> WHAT THE TASK ASKS: Each line below that contains "FileFilter" counts once; report the total and nothing more.
::: RECORDS FOR THIS TASK :::
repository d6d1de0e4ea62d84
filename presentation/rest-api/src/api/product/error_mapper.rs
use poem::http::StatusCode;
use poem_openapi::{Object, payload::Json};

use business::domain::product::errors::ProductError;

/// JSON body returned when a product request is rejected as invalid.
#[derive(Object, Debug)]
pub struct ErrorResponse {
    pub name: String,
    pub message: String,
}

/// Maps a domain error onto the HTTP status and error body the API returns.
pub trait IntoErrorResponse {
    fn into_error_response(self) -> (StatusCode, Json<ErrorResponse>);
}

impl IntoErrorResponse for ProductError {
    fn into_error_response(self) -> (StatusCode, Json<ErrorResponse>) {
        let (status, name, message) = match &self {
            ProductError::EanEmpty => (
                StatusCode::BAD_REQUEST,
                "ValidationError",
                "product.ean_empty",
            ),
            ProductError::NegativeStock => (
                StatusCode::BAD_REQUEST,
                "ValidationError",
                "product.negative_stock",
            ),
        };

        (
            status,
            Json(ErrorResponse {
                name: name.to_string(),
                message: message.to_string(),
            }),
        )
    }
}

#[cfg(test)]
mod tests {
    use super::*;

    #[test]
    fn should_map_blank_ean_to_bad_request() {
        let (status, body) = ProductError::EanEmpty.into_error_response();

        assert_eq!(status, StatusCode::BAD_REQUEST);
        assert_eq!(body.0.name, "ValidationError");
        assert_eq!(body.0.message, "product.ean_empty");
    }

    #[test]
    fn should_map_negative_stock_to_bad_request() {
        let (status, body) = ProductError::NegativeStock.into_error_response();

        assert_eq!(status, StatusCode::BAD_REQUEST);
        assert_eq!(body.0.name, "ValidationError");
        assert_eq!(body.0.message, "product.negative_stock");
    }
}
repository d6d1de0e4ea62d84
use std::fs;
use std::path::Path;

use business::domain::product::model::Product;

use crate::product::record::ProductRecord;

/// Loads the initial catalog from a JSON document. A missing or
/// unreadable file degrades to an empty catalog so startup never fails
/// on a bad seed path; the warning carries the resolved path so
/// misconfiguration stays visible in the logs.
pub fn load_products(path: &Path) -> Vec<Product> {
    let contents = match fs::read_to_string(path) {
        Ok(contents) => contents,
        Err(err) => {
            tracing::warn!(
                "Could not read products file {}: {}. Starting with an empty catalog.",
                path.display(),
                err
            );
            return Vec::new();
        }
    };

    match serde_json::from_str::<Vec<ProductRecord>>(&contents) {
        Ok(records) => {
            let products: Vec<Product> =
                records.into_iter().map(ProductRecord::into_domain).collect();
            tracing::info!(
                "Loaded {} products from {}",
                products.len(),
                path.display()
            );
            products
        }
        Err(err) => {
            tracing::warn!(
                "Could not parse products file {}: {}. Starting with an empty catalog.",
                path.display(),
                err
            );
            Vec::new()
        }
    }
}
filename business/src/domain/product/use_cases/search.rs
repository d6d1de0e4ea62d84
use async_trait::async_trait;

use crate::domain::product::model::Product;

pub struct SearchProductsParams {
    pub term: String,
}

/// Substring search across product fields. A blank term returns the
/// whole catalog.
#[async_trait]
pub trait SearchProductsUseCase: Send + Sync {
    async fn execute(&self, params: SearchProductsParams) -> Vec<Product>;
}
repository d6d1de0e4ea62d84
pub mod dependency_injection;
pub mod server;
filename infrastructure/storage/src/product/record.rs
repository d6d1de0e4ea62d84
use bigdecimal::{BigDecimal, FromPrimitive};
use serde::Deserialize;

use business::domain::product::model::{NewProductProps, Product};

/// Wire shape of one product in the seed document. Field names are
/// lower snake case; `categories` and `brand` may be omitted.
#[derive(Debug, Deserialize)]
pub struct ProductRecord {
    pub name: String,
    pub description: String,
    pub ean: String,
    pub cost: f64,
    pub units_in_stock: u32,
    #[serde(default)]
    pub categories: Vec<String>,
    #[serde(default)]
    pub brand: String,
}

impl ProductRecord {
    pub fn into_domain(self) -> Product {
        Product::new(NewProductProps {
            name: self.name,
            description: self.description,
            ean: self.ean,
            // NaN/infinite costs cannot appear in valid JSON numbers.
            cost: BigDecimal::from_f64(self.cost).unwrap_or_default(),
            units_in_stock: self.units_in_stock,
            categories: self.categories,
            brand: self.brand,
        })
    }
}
:::
::: RECORDS FOR THIS TASK :::
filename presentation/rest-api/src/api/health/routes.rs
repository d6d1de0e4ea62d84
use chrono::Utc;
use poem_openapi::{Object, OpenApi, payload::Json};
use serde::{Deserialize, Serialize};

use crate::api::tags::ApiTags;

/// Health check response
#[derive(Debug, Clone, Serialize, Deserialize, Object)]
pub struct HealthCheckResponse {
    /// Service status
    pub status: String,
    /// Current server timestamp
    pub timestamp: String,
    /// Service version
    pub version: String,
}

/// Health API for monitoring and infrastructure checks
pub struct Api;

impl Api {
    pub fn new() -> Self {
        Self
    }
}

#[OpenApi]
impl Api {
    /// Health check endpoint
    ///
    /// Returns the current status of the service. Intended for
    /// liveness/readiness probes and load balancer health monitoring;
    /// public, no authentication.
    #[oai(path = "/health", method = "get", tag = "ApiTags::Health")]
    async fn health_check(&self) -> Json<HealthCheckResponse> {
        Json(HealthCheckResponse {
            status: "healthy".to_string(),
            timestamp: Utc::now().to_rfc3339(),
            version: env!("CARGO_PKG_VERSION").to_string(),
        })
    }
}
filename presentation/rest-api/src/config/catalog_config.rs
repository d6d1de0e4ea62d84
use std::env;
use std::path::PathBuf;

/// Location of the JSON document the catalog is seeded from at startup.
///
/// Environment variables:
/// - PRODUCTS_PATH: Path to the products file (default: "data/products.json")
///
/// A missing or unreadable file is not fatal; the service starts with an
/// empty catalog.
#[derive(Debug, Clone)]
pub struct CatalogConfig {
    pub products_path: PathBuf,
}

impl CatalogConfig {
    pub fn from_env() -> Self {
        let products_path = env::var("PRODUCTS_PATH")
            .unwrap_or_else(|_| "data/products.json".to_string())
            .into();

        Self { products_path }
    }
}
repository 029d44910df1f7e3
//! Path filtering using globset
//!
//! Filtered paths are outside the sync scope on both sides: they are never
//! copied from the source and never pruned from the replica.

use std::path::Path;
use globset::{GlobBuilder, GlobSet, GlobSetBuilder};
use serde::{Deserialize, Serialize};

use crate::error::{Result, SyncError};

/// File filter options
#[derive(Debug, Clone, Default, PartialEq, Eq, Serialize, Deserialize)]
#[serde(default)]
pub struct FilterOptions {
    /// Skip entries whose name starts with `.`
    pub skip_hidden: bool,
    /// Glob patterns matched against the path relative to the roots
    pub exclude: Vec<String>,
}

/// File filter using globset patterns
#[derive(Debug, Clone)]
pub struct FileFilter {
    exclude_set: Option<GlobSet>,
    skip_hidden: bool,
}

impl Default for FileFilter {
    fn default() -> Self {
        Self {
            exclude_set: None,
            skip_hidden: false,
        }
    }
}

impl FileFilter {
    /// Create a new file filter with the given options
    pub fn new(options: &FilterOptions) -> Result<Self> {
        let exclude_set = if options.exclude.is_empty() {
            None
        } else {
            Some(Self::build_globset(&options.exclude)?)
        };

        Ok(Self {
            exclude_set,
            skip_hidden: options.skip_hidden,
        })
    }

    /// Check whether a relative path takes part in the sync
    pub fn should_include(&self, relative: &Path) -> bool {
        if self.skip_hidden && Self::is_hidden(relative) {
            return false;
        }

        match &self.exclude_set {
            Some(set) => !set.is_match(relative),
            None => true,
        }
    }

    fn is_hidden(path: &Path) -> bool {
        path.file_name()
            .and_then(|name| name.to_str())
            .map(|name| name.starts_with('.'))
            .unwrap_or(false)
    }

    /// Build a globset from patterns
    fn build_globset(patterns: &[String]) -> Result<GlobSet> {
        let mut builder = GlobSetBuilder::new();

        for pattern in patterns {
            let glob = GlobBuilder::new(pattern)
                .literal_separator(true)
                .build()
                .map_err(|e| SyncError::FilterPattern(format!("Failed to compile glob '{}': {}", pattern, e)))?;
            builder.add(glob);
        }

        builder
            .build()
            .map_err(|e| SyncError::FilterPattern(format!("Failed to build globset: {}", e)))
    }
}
:::
> ANSWER SECTION: 3